Multi-sampling (full-screen anti-aliasing) on iOS

summary_aa
iOS without multi-sampling requested (some anti-aliasing done anyway)
iOS with multi-sampling requested (more anti-aliasing done)
No multi-sampling (desktop)

You can now activate multi-sampling on iOS using Window.AntiAliasing := aa4SamplesFaster. You should set this before window is opened, which usually means it should be done in the initialization section of a unit like GameInitialize.

What values of AntiAliasing are actually meaningful?

Internally iOS supports only “none” or “4” multi-sampling values. So actually there are only 2 different states on iOS depending on Window.AntiAliasing:

  • aaNone, aa2Samples* -> means no anti-aliasing
  • aa4Samples* and higher options -> means 4x anti-aliasing

The suffix “faster” or “nicer” also doesn’t matter for anti-aliasing on iOS, e.g. aa4SamplesFaster and aa4SamplesNicer are equivalent. This suffix matters only on OpenGL with NV_multisample_filter_hint.

Testing

Unfortunately the log always says Current: 1 samples per pixel because it seems Apple didn’t bother to implement glGetInteger(GL_SAMPLES) correctly.
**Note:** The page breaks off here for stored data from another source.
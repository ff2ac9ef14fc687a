use chrono::NaiveDateTime;
use serde::{Deserialize, Serialize};
use validator::Validate;

/// One aggregated trip: sums over the numeric metrics of its segments,
/// first-segment source fields, last-segment destination fields, and the
/// derived elapsed-hour metrics filled in after aggregation.
#[derive(Debug, Clone, Serialize, Deserialize, Validate)]
pub struct TripRecord {
    #[validate(length(min = 1))]
    pub trip_uuid: String,

    pub route_type: Option<String>,

    pub source_center: Option<String>,
    pub source_name: Option<String>,
    pub source_city: Option<String>,
    pub source_place: Option<String>,
    pub source_code: Option<String>,

    pub destination_center: Option<String>,
    pub destination_name: Option<String>,
    pub destination_city: Option<String>,
    pub destination_place: Option<String>,
    pub destination_code: Option<String>,

    pub trip_creation_time: Option<NaiveDateTime>,
    pub od_start_time: Option<NaiveDateTime>,
    pub od_end_time: Option<NaiveDateTime>,

    pub segment_count: usize,

    pub actual_distance_to_destination: f64,
    pub actual_time: f64,
    pub osrm_time: f64,
    pub osrm_distance: f64,
    pub segment_actual_time: f64,
    pub segment_osrm_time: f64,
    pub segment_osrm_distance: f64,

    pub total_trip_time: Option<f64>,
    pub creation_to_start_time: Option<f64>,

    pub creation_year: Option<i32>,
    pub creation_month: Option<u32>,
    pub creation_day: Option<u32>,
    pub creation_hour: Option<u32>,
    pub creation_weekday: Option<u32>,
}

impl TripRecord {
    /// Column names in serialized order, matching the CSV output header.
    pub fn column_names() -> Vec<&'static str> {
        vec![
            "trip_uuid",
            "route_type",
            "source_center",
            "source_name",
            "source_city",
            "source_place",
            "source_code",
            "destination_center",
            "destination_name",
            "destination_city",
            "destination_place",
            "destination_code",
            "trip_creation_time",
            "od_start_time",
            "od_end_time",
            "segment_count",
            "actual_distance_to_destination",
            "actual_time",
            "osrm_time",
            "osrm_distance",
            "segment_actual_time",
            "segment_osrm_time",
            "segment_osrm_distance",
            "total_trip_time",
            "creation_to_start_time",
            "creation_year",
            "creation_month",
            "creation_day",
            "creation_hour",
            "creation_weekday",
        ]
    }

    /// Trip-level numeric metric by column name, for analyses driven by
    /// column lists. Summed metrics are always present; derived metrics may
    /// be missing when a timestamp was.
    pub fn metric(&self, name: &str) -> Option<f64> {
        match name {
            "actual_distance_to_destination" => Some(self.actual_distance_to_destination),
            "actual_time" => Some(self.actual_time),
            "osrm_time" => Some(self.osrm_time),
            "osrm_distance" => Some(self.osrm_distance),
            "segment_actual_time" => Some(self.segment_actual_time),
            "segment_osrm_time" => Some(self.segment_osrm_time),
            "segment_osrm_distance" => Some(self.segment_osrm_distance),
            "total_trip_time" => self.total_trip_time,
            "creation_to_start_time" => self.creation_to_start_time,
            _ => None,
        }
    }

    /// Whether the three lifecycle timestamps that are present appear in
    /// chronological order (creation, then start, then end). Violations are
    /// reported by the derived-metric pass rather than corrected.
    pub fn has_ordered_timestamps(&self) -> bool {
        if let (Some(created), Some(start)) = (self.trip_creation_time, self.od_start_time) {
            if created > start {
                return false;
            }
        }
        if let (Some(start), Some(end)) = (self.od_start_time, self.od_end_time) {
            if start > end {
                return false;
            }
        }
        true
    }
}

#[cfg(test)]
mod tests {
    use super::*;
    use chrono::NaiveDate;

    fn timestamp(day: u32, hour: u32) -> NaiveDateTime {
        NaiveDate::from_ymd_opt(2018, 9, day)
            .unwrap()
            .and_hms_opt(hour, 0, 0)
            .unwrap()
    }

    fn base_trip() -> TripRecord {
        TripRecord {
            trip_uuid: "trip-1".to_string(),
            route_type: Some("FTL".to_string()),
            source_center: None,
            source_name: None,
            source_city: None,
            source_place: None,
            source_code: None,
            destination_center: None,
            destination_name: None,
            destination_city: None,
            destination_place: None,
            destination_code: None,
            trip_creation_time: Some(timestamp(20, 1)),
            od_start_time: Some(timestamp(20, 6)),
            od_end_time: Some(timestamp(20, 9)),
            segment_count: 1,
            actual_distance_to_destination: 100.0,
            actual_time: 120.0,
            osrm_time: 90.0,
            osrm_distance: 95.0,
            segment_actual_time: 120.0,
            segment_osrm_time: 90.0,
            segment_osrm_distance: 95.0,
            total_trip_time: None,
            creation_to_start_time: None,
            creation_year: None,
            creation_month: None,
            creation_day: None,
            creation_hour: None,
            creation_weekday: None,
        }
    }

    #[test]
    fn test_trip_validation() {
        let trip = base_trip();
        assert!(trip.validate().is_ok());

        let mut unnamed = base_trip();
        unnamed.trip_uuid = String::new();
        assert!(unnamed.validate().is_err());
    }

    #[test]
    fn test_ordered_timestamps() {
        assert!(base_trip().has_ordered_timestamps());

        let mut backwards = base_trip();
        backwards.od_end_time = Some(timestamp(20, 2));
        assert!(!backwards.has_ordered_timestamps());

        let mut late_creation = base_trip();
        late_creation.trip_creation_time = Some(timestamp(20, 8));
        assert!(!late_creation.has_ordered_timestamps());
    }

    #[test]
    fn test_missing_timestamps_count_as_ordered() {
        let mut trip = base_trip();
        trip.trip_creation_time = None;
        trip.od_end_time = None;
        assert!(trip.has_ordered_timestamps());
    }

    #[test]
    fn test_metric_lookup() {
        let mut trip = base_trip();
        trip.total_trip_time = Some(3.0);

        assert_eq!(trip.metric("actual_time"), Some(120.0));
        assert_eq!(trip.metric("total_trip_time"), Some(3.0));
        assert_eq!(trip.metric("creation_to_start_time"), None);
        assert_eq!(trip.metric("no_such_metric"), None);
    }
}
It always returns 0 (so it would seem that no multi-sampling happens).

But if one looks at actual rendering, then yes, multi-sampling does make an effect!

Actually, it seems that iOS always does some multi-sampling, which I guess is just something they do on the high pixel resolutions on iOS (these are results of my tests on iPhone SE). But there’s definitely more multi-sampling when you request aa4SamplesFaster than if you leave it at aaNone. See the screenshots from iOS device with and without multi-sampling requested on the side of this post. They show an unlit box, which should produce very sharp edge without anti-aliasing (see desktop screenshot).